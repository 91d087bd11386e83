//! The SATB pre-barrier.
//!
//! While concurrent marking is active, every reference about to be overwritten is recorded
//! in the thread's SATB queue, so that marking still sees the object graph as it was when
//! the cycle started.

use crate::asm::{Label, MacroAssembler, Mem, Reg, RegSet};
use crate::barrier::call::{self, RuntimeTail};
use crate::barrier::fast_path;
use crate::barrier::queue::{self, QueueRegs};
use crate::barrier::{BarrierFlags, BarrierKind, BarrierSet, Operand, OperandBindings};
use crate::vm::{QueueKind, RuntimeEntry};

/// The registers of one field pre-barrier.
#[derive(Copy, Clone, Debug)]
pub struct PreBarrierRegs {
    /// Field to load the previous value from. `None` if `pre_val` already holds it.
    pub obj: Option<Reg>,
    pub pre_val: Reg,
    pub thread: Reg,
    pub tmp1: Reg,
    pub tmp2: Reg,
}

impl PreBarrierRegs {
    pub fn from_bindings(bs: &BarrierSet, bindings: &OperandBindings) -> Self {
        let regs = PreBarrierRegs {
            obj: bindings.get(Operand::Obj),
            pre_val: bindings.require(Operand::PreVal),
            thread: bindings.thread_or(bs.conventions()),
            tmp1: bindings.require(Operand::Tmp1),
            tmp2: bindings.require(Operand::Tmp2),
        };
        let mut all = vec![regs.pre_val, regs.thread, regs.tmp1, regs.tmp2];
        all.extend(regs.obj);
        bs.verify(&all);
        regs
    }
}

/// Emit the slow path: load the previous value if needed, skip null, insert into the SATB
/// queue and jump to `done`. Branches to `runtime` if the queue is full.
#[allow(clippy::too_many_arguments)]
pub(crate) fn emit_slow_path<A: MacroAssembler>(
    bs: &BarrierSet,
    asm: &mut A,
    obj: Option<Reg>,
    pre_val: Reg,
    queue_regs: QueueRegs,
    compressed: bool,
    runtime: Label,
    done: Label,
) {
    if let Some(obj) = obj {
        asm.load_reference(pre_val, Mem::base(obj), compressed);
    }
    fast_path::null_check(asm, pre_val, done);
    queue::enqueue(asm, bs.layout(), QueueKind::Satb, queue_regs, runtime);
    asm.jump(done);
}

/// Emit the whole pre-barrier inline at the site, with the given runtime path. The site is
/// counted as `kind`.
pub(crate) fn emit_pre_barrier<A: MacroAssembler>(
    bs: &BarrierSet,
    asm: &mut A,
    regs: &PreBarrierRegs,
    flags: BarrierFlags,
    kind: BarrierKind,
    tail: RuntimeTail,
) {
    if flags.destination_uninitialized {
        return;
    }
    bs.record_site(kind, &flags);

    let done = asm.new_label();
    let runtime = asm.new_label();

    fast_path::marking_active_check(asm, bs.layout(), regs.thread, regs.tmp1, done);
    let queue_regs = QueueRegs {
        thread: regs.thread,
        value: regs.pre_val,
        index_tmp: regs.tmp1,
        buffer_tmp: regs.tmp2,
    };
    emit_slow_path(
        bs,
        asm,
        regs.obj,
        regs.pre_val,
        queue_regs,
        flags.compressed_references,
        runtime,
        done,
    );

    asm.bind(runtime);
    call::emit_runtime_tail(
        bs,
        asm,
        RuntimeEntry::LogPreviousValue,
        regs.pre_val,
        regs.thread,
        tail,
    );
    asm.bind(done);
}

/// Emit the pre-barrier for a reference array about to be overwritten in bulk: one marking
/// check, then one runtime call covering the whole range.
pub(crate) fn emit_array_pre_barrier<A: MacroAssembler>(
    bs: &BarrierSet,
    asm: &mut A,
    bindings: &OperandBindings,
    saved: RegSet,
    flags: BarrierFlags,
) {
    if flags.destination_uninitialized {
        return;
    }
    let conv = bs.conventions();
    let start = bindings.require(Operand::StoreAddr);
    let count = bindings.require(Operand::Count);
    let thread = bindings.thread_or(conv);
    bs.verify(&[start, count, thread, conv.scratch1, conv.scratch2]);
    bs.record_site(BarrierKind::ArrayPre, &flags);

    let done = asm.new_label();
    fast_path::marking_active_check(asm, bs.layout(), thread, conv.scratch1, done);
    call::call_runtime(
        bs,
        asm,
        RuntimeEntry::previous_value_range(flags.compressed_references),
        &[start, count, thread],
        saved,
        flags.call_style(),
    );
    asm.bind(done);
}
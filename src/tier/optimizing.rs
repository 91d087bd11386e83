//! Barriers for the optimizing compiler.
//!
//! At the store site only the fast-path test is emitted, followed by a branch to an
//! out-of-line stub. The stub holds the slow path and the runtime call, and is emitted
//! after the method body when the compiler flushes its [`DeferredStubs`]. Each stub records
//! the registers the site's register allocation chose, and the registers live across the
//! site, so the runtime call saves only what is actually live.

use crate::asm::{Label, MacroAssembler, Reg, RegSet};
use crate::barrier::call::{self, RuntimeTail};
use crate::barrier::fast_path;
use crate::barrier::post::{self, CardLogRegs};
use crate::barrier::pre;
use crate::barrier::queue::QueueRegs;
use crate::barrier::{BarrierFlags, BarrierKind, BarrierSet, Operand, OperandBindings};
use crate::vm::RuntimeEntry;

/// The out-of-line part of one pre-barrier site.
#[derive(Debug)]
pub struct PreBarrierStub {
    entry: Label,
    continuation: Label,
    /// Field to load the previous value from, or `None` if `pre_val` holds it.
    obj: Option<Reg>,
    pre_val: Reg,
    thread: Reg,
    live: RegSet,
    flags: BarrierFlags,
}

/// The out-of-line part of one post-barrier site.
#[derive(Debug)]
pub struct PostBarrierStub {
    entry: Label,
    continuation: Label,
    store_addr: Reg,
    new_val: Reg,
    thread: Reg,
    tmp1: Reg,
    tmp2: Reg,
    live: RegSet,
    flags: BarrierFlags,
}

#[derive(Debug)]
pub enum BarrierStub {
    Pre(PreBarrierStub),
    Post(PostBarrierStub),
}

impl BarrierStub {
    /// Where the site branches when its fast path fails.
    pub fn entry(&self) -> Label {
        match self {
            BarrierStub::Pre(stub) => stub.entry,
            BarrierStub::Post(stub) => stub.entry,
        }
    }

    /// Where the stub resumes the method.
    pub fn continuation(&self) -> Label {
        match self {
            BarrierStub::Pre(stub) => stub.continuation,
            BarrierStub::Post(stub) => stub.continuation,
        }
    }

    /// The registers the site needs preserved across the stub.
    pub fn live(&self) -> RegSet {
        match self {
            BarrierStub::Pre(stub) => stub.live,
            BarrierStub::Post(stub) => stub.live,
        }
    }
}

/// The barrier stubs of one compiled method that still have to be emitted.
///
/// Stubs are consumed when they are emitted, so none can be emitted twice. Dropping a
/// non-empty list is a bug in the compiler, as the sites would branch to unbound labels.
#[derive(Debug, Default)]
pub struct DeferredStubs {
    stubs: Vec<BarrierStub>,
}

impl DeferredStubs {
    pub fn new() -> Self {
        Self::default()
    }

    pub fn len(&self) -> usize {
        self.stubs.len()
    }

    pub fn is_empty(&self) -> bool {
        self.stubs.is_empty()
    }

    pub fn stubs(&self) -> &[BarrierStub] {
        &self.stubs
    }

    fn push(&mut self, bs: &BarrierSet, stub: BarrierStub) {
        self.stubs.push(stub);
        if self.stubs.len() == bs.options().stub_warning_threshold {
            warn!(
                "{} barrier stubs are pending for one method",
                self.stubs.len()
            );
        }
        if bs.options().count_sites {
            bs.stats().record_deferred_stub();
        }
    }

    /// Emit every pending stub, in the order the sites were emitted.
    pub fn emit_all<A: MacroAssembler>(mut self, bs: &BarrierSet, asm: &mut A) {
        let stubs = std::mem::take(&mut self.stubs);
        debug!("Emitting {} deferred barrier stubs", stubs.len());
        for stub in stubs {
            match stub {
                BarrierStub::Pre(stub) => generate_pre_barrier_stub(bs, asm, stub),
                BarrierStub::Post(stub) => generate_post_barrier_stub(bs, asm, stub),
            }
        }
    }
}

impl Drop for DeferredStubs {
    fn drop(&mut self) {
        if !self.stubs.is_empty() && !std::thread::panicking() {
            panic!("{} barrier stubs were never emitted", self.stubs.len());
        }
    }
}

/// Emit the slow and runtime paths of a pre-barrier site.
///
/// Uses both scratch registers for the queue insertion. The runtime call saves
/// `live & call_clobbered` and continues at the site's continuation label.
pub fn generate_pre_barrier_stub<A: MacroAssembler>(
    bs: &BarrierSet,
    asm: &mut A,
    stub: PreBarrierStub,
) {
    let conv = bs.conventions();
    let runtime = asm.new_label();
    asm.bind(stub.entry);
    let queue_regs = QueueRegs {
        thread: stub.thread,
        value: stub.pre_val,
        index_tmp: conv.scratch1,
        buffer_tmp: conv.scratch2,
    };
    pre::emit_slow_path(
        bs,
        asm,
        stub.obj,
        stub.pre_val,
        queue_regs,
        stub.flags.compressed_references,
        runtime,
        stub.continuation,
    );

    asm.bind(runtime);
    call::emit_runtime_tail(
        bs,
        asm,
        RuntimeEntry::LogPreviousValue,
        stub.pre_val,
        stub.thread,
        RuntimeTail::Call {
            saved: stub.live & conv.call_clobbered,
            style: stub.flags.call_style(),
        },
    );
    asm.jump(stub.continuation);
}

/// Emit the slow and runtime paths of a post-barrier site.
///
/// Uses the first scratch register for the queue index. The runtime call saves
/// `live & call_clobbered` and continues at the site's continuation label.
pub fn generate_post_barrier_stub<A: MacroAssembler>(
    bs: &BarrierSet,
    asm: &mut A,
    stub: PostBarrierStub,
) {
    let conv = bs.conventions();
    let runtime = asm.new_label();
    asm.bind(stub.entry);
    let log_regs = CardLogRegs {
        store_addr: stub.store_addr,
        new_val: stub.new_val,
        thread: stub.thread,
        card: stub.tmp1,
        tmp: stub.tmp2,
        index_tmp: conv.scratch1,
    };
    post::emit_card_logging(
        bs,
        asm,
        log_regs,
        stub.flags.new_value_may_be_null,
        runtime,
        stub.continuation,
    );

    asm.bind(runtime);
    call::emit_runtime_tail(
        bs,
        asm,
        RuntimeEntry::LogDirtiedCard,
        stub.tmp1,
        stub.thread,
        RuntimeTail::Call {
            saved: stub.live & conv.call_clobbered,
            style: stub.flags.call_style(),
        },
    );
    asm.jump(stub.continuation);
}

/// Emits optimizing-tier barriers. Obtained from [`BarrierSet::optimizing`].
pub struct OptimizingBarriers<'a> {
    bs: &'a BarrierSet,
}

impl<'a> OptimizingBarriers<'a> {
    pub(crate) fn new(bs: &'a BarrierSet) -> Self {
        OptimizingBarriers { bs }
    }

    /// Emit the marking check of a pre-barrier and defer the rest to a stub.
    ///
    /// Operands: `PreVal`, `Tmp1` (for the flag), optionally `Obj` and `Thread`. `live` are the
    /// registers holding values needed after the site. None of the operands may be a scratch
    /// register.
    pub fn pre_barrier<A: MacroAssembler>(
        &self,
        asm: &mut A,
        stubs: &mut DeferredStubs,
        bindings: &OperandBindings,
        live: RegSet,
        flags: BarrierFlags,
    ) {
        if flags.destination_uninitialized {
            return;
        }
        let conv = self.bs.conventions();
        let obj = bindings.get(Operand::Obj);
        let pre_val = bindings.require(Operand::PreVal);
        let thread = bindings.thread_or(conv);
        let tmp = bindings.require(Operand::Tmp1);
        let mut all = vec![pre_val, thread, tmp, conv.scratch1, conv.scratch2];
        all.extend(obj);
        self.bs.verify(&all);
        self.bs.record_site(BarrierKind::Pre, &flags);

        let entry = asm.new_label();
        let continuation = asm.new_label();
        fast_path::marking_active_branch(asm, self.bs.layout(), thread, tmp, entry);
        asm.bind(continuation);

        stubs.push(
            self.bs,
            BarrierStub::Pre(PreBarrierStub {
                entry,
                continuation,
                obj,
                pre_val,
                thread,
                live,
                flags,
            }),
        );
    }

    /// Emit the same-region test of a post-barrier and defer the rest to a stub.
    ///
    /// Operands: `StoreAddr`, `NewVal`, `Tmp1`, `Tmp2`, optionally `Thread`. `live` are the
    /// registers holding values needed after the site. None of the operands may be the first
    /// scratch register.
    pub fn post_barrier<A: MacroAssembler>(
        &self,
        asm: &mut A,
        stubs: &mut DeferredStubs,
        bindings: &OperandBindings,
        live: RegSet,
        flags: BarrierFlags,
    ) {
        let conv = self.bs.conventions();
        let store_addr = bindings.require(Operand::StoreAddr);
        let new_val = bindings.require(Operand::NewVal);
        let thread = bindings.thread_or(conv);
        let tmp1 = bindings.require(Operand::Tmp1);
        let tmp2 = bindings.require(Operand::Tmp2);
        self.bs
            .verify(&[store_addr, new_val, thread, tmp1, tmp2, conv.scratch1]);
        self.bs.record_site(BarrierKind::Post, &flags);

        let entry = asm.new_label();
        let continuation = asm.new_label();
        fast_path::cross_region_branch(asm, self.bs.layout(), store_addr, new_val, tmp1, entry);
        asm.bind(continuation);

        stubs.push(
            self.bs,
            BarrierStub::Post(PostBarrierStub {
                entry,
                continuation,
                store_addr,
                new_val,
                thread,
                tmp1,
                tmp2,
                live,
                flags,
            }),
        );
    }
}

----

Goal of the exercise — Read through the listing and copy each line in which the word "every" occurs.

Result of this task —
//! While concurrent marking is active, every reference about to be overwritten is recorded
    /// Emit every pending stub, in the order the sites were emitted.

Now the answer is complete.